Stepping back a minute...
The last decade has seen nearly every hospitality company that owns a timeshare business spin it out into a separate company. The idea behind this is that the companies are better able to build market capitalization (i.e. more money for the shareholders) separately than they are together. I don't know why this is, but it's noticeable. Marriott did this about ten years ago. Hilton and Wyndham both did sometime in 2017. Bluegreen has always been independent (and public) while Westgate has always been independent (and private). That leaves just IHG (Holiday Inn Vacations Club) and Disney as the lone holdouts of the major players.
So,
if there is anything behind this, it could just be a spin-out as a stock price manipulation move.
There has also been significant consolidation in the timeshare industry over more or less the same period. Some of this consolidation has also merged the systems; other combinations keep the systems separate, but take advantage of economies of scale in management, marketing, etc. Marriott has added Sheraton and Hyatt. They've stated they plan to fold Sheraton/Vistana into Marriott Vacation Club (just as they already have on the hotel side), but they plan to keep Hyatt separate. Wyndham has added WorldMark and Shell. WorldMark is (and for complicated reasons probably always will be) a separate system, but Shell is being absorbed into Wyndham. Diamond spent the last decade acquiring a bunch of different resorts and smaller resort networks merging them into The Club, but has since been acquired by Hilton. Hilton has been open about creating a two-tier system, with their existing resorts (Hilton
Grand Vacation Club) as the top tier, and some (but not all) of the Diamond resorts as the second tier (Hilton Vacation Club,
sans Grand). Holiday Inn VC has acquired Silverleaf, and added it to its existing system.
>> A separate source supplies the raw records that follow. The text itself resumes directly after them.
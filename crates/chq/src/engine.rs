//! Component wiring shared by every command

use std::sync::Arc;

use anyhow::{Context, Result};
use chq_config::Config;
use chq_flush::{BulkLoader, FlushScheduler, RetryPolicy};
use chq_staging::StagingArea;
use chq_store::{ClickHouseStore, SchemaCache, Store, ValueCoercer};

/// Store, schema cache, staging area and flush scheduler for one config
pub struct Engine {
    pub cache: Arc<SchemaCache>,
    pub coercer: Arc<ValueCoercer>,
    pub staging: Arc<StagingArea>,
    pub scheduler: Arc<FlushScheduler>,
}

impl Engine {
    /// Build against the configured ClickHouse server
    pub async fn build(config: &Config) -> Result<Self> {
        Self::with_staging(config, open_staging(config).await?)
    }

    /// Build against the configured ClickHouse server over an open staging area
    pub fn with_staging(config: &Config, staging: Arc<StagingArea>) -> Result<Self> {
        let store = ClickHouseStore::new(&config.store).context("failed to create store client")?;
        Ok(Self::assemble(config, Arc::new(store), staging))
    }

    /// Build against any store
    pub async fn with_store(config: &Config, store: Arc<dyn Store>) -> Result<Self> {
        Ok(Self::assemble(config, store, open_staging(config).await?))
    }

    pub fn assemble(config: &Config, store: Arc<dyn Store>, staging: Arc<StagingArea>) -> Self {
        let cache = Arc::new(SchemaCache::new(Arc::clone(&store)));
        let loader = BulkLoader::new(
            store,
            Arc::clone(&cache),
            RetryPolicy::from(&config.store),
        );
        let scheduler = FlushScheduler::new(Arc::clone(&staging), Arc::new(loader), &config.flush);

        Self {
            coercer: Arc::new(ValueCoercer::new(Arc::clone(&cache))),
            cache,
            staging,
            scheduler: Arc::new(scheduler),
        }
    }
}

/// Open the configured staging directory
pub async fn open_staging(config: &Config) -> Result<Arc<StagingArea>> {
    let staging = StagingArea::open(&config.staging)
        .await
        .with_context(|| {
            format!(
                "failed to open staging directory {}",
                config.staging.path.display()
            )
        })?;
    Ok(Arc::new(staging))
}
//! Flush metrics

use std::sync::atomic::{AtomicU64, Ordering};

/// Flush and load counters
#[derive(Debug, Default)]
pub struct FlushMetrics {
    /// Snapshots fully loaded and deleted
    pub snapshots_loaded: AtomicU64,
    /// Rows inserted into the store
    pub rows_loaded: AtomicU64,
    /// INSERT statements that succeeded
    pub statements: AtomicU64,
    /// Loads that left their snapshot on disk
    pub load_failures: AtomicU64,
    /// In-place insert retries
    pub retries: AtomicU64,
    /// Staged lines dropped as unparseable
    pub skipped_lines: AtomicU64,
    /// Sweeps run to completion
    pub sweeps: AtomicU64,
    /// Sweeps skipped because one of the same kind was running
    pub sweeps_skipped: AtomicU64,
}

impl FlushMetrics {
    pub const fn new() -> Self {
        Self {
            snapshots_loaded: AtomicU64::new(0),
            rows_loaded: AtomicU64::new(0),
            statements: AtomicU64::new(0),
            load_failures: AtomicU64::new(0),
            retries: AtomicU64::new(0),
            skipped_lines: AtomicU64::new(0),
            sweeps: AtomicU64::new(0),
            sweeps_skipped: AtomicU64::new(0),
        }
    }

    #[inline]
    pub fn record_statement(&self, rows: u64) {
        self.statements.fetch_add(1, Ordering::Relaxed);
        self.rows_loaded.fetch_add(rows, Ordering::Relaxed);
    }

    #[inline]
    pub fn record_snapshot_loaded(&self) {
        self.snapshots_loaded.fetch_add(1, Ordering::Relaxed);
    }

    #[inline]
    pub fn record_load_failure(&self) {
        self.load_failures.fetch_add(1, Ordering::Relaxed);
    }

    #[inline]
    pub fn record_retry(&self) {
        self.retries.fetch_add(1, Ordering::Relaxed);
    }

    #[inline]
    pub fn record_skipped_lines(&self, n: u64) {
        self.skipped_lines.fetch_add(n, Ordering::Relaxed);
    }

    #[inline]
    pub fn record_sweep(&self) {
        self.sweeps.fetch_add(1, Ordering::Relaxed);
    }

    #[inline]
    pub fn record_sweep_skipped(&self) {
        self.sweeps_skipped.fetch_add(1, Ordering::Relaxed);
    }

    pub fn snapshot(&self) -> FlushMetricsSnapshot {
        FlushMetricsSnapshot {
            snapshots_loaded: self.snapshots_loaded.load(Ordering::Relaxed),
            rows_loaded: self.rows_loaded.load(Ordering::Relaxed),
            statements: self.statements.load(Ordering::Relaxed),
            load_failures: self.load_failures.load(Ordering::Relaxed),
            retries: self.retries.load(Ordering::Relaxed),
            skipped_lines: self.skipped_lines.load(Ordering::Relaxed),
            sweeps: self.sweeps.load(Ordering::Relaxed),
            sweeps_skipped: self.sweeps_skipped.load(Ordering::Relaxed),
        }
    }
}

/// Point-in-time copy of [`FlushMetrics`]
#[derive(Debug, Clone, Copy, Default, PartialEq, Eq)]
pub struct FlushMetricsSnapshot {
    pub snapshots_loaded: u64,
    pub rows_loaded: u64,
    pub statements: u64,
    pub load_failures: u64,
    pub retries: u64,
    pub skipped_lines: u64,
    pub sweeps: u64,
    pub sweeps_skipped: u64,
}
So, it is also possible that
DVC would sell the brand off to someone else. That someone else could manage as a separate entity (as Marriott does with Hyatt and Wyndham does with WorldMark) or combine it into an existing system.
If I was the CFO at TWDC, I'd think it would be near-malfeasance if I didn't have someone periodically asking: "Should we spin out or sell <business X>?" for just about any business I ran. That's not because I wanted to sell off X, but it's because I need to always know what my options are. Answering those questions almost certainly requires talking to people outside the company to get an idea of valuations, etc. So, it's also entirely possible that (a) these conversations happened and were overheard but (b) they don't mean anything at all in terms of intent.
That's because all of these questions get filtered through company strategy and culture. And Disney is not currently a company that spins out or sells businesses. Instead, they have been near-fanatical about trying to acquire other brands and businesses that have synergy with things they already own, relying on the network effect to increase value across the portfolio. If I were to place bets about how consolidation works with respect to the DVC portfolio, I could see Disney acquiring a small, aspirational brand and using BVTC to make exchanging between them easy. But, I'm not sure which if any of those are still independent, so the opportunity for that has probably passed.